In start(), the m_pRunnable is a member variable, which is assigned a lambda functions with the variable m_isFolderCreated captured by reference. The reason for this is that it returns the result of the spDiskManager method createDirectory, and will later be used in the function handle(ThreadDoneEvent& e) to check if a folder was created or not. The lambda will be executed in a separate thread, not in the thread the class executes in. Note that handle(ThreadDoneEvent& e) will be called only AFTER the worker thread finishes execution, since the event ThreadDoneEvent will only be published when the worker thread has finished executing.

My question is: In this particular case, and in general, would you consider the capture of a member variable by reference, an ok practice, when to be used in another thread like here?

I mean, it is meant to only be used as a read-only variable in the class, but once someone else chooses to do changes in this class(which in reality happens to big quite big), there is a small chance that he will try to change this variable and we can get a race condition.

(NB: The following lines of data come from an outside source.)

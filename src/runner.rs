use std::{
    fmt, io,
    os::fd::OwnedFd,
    path::{Path, PathBuf},
    process::Stdio,
    time::Duration,
};

use console::{Term, strip_ansi_codes, style};
use futures::StreamExt;
use tokio::{
    net::unix::pipe,
    process::Child,
    time::{Instant, timeout_at},
};
use tokio_util::codec::{AnyDelimiterCodec, FramedRead};
use tracing::{debug, info, warn};

use crate::error::{Error, Result};

/// Printed by transmission-cli once a torrent is complete. The client keeps
/// seeding forever after this, so the line is treated as success.
pub const SEEDING_SENTINEL: &str = "Seeding, uploading";

/// Prefix of the periodic progress line printed by transmission-cli.
pub const PROGRESS_PREFIX: &str = "Progress:";

/// An external command: argument vector, working directory and optional time limit.
#[derive(Clone, Debug)]
pub struct CommandSpec {
    pub program: String,
    pub args: Vec<String>,
    pub working_dir: PathBuf,
    pub timeout: Option<Duration>,
}

impl CommandSpec {
    /// Build a command from an argument vector. The first element is the program.
    pub fn new<I, S>(argv: I, working_dir: impl AsRef<Path>) -> Self
    where
        I: IntoIterator<Item = S>,
        S: Into<String>,
    {
        let mut argv = argv.into_iter().map(Into::into);
        let program = argv.next().unwrap_or_default();
        Self {
            program,
            args: argv.collect(),
            working_dir: working_dir.as_ref().to_path_buf(),
            timeout: None,
        }
    }

    /// Set the wall-clock limit. A zero duration means no limit.
    pub fn with_timeout(mut self, timeout: Option<Duration>) -> Self {
        self.timeout = timeout.filter(|t| !t.is_zero());
        self
    }
}

impl fmt::Display for CommandSpec {
    fn fmt(&self, f: &mut fmt::Formatter<'_>) -> fmt::Result {
        f.write_str(&self.program)?;
        for arg in &self.args {
            // Make sure that arguments containing spaces are properly quoted.
            if arg.contains(' ') {
                write!(f, " \"{arg}\"")?;
            } else {
                write!(f, " {arg}")?;
            }
        }
        Ok(())
    }
}

/// What the caller wants to happen when a command fails.
#[derive(Clone, Copy, Debug, Default, PartialEq, Eq)]
pub enum ErrorPolicy {
    /// Run the exit routine: optional VM teardown, then exit with code 1.
    #[default]
    Exit,
    /// Hand the error back to the caller.
    Return,
}

#[derive(Clone, Copy, Debug, PartialEq, Eq)]
pub enum LineKind {
    Progress,
    Output,
}

/// Receives every displayed output line of a running command, in arrival order.
pub trait LineSink: Send {
    fn line(&mut self, kind: LineKind, line: &str);
}

impl LineSink for Vec<(LineKind, String)> {
    fn line(&mut self, kind: LineKind, line: &str) {
        self.push((kind, line.to_string()));
    }
}

/// Writes command output to the terminal, progress lines in green and
/// everything else dimmed.
pub struct ConsoleSink {
    term: Term,
}

impl ConsoleSink {
    pub fn new() -> Self {
        Self {
            term: Term::stdout(),
        }
    }
}

impl Default for ConsoleSink {
    fn default() -> Self {
        Self::new()
    }
}

impl LineSink for ConsoleSink {
    fn line(&mut self, kind: LineKind, line: &str) {
        let styled = match kind {
            LineKind::Progress => style(line).green(),
            LineKind::Output => style(line).dim(),
        };
        let _ = self.term.write_line(&format!("  {styled}"));
    }
}

#[derive(Clone, Copy, Debug, PartialEq, Eq)]
pub enum Completion {
    /// The process exited on its own with status 0.
    Exited,
    /// The seeding sentinel was seen and the process was killed.
    Seeding,
}

#[derive(Clone, Debug)]
pub struct RunOutcome {
    pub completion: Completion,
    /// Number of output lines observed, sentinel included.
    pub lines: usize,
    pub elapsed: Duration,
}

#[derive(Debug, PartialEq, Eq)]
enum Classified {
    Seeding,
    Line(LineKind),
}

fn classify(line: &str, highlight_progress: bool) -> Classified {
    if line.starts_with(SEEDING_SENTINEL) {
        Classified::Seeding
    } else if highlight_progress && line.starts_with(PROGRESS_PREFIX) {
        Classified::Line(LineKind::Progress)
    } else {
        Classified::Line(LineKind::Output)
    }
}

/// Run a command to completion, streaming its output to `sink`.
///
/// stdout and stderr share one pipe, so lines arrive in the order the process
/// wrote them.
///
/// The run succeeds when the process exits with status 0, or as soon as a line
/// starting with [`SEEDING_SENTINEL`] shows up (the process is then killed and
/// its exit status ignored). With a timeout set, the process is killed and
/// [`Error::Timeout`] returned once the deadline passes without the sentinel.
/// Progress lines are only told apart from other output when no timeout is set.
pub async fn run(spec: &CommandSpec, sink: &mut dyn LineSink) -> Result<RunOutcome> {
    let command = spec.to_string();
    info!("Running `{command}`");
    debug!("Working directory: {:?}", spec.working_dir);

    let spawn_error = |source| Error::Spawn {
        command: command.clone(),
        source,
    };
    let (reader, writer) = io::pipe().map_err(spawn_error)?;
    let stderr_writer = writer.try_clone().map_err(spawn_error)?;

    // The parent's copies of the write end are dropped with the builder, so
    // the read end sees EOF once the process and its children are done.
    let mut child = tokio::process::Command::new(&spec.program)
        .args(&spec.args)
        .current_dir(&spec.working_dir)
        .stdin(Stdio::null())
        .stdout(Stdio::from(writer))
        .stderr(Stdio::from(stderr_writer))
        .kill_on_drop(true)
        .spawn()
        .map_err(spawn_error)?;

    let output = pipe::Receiver::from_owned_fd(OwnedFd::from(reader))?;
    // transmission-cli redraws its progress line with a bare carriage return,
    // so CR ends a line just like LF does.
    let codec = AnyDelimiterCodec::new(b"\r\n".to_vec(), b"\n".to_vec());
    let mut frames = FramedRead::new(output, codec);

    let started = Instant::now();
    let deadline = spec.timeout.map(|limit| (started + limit, limit));
    let mut lines = 0;

    let seeded = loop {
        let next = match deadline {
            Some((at, limit)) => match timeout_at(at, frames.next()).await {
                Ok(next) => next,
                Err(_) => return Err(timed_out(&mut child, command, limit).await),
            },
            None => frames.next().await,
        };
        let chunk = match next {
            Some(Ok(chunk)) if chunk.is_empty() => continue,
            Some(Ok(chunk)) => chunk,
            Some(Err(e)) => {
                warn!("Failed to read command output: {e}");
                break false;
            }
            None => break false,
        };
        lines += 1;

        let line = strip_ansi_codes(&String::from_utf8_lossy(&chunk)).into_owned();
        match classify(&line, deadline.is_none()) {
            Classified::Seeding => {
                info!("Seeding reached, stopping `{command}`");
                stop(&mut child).await;
                break true;
            }
            Classified::Line(kind) => {
                if let Some((at, limit)) = deadline {
                    if Instant::now() > at {
                        return Err(timed_out(&mut child, command, limit).await);
                    }
                }
                sink.line(kind, &line);
            }
        }
    };

    if seeded {
        return Ok(RunOutcome {
            completion: Completion::Seeding,
            lines,
            elapsed: started.elapsed(),
        });
    }

    // Output is closed; the process may still be running.
    let status = match deadline {
        Some((at, limit)) => match timeout_at(at, child.wait()).await {
            Ok(status) => status?,
            Err(_) => return Err(timed_out(&mut child, command, limit).await),
        },
        None => child.wait().await?,
    };

    if status.success() {
        info!("Command completed successfully");
        Ok(RunOutcome {
            completion: Completion::Exited,
            lines,
            elapsed: started.elapsed(),
        })
    } else {
        Err(Error::CommandFailed {
            command,
            code: status.code(),
        })
    }
}

async fn timed_out(child: &mut Child, command: String, timeout: Duration) -> Error {
    stop(child).await;
    Error::Timeout { command, timeout }
}

/// Kill the child and reap it.
async fn stop(child: &mut Child) {
    if let Err(e) = child.kill().await {
        debug!("Failed to kill child process: {e}");
    }
}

In other cases, you may want to capture more variables by reference for your lambda to execute, which seems even more dangerous. Another way of doing this would be to have a separate class which will hold the success boolean and run the function createDirectory through that class. Once it has run, you could extract the success bool, set by createDirectory, through a getter. But that would be more code to write...

2
  • 3
    The only thing of concern in single-threaded code when handing out references is ensuring the object stays alive long enough. Add asynchronous callbacks, and re-entrancy is added. Add MT, and race-conditions are always a concern. Seems you got that mostly handled, but I think the member would need to be std::aromic<>. Nov 24, 2021 at 22:47
  • Not sure what you mean by "read only variable" since you assign to it on the very next line after the capture! Also to do this obviously means the instance has to stay alive until the thread is finished - the thread itself won't keep it alive - so since that's the case why not capture this instead? At least it will make that obvious.
    – davidbak
    Nov 26, 2021 at 14:53

1 Answer 1

2

There are two concerns here:

  • Is there a use-after-free? You need to ensure that the class instance survives long enough for the thread to finish. C++ will generally not help you here, but you could, for example, put an assertion inside the destructor that m_pRunnable has finished.
  • Is there a race condition? Any use of a variable that could concurrently be written by a different thread is a data race and thus undefined behavior. You need to ensure that this doesn't happen. Again, probably your best chance is to guard any access to m_isFolderCreated with checking that m_pRunnable has finished, either by asserting on it, or falling back to some different behavior. Alternatively, you can my m_isFolderCreated atomic, so that concurrent access is allowed.

Finally, I would put some comments on the relevant member variables that document the assumptions about the access from multiple threads.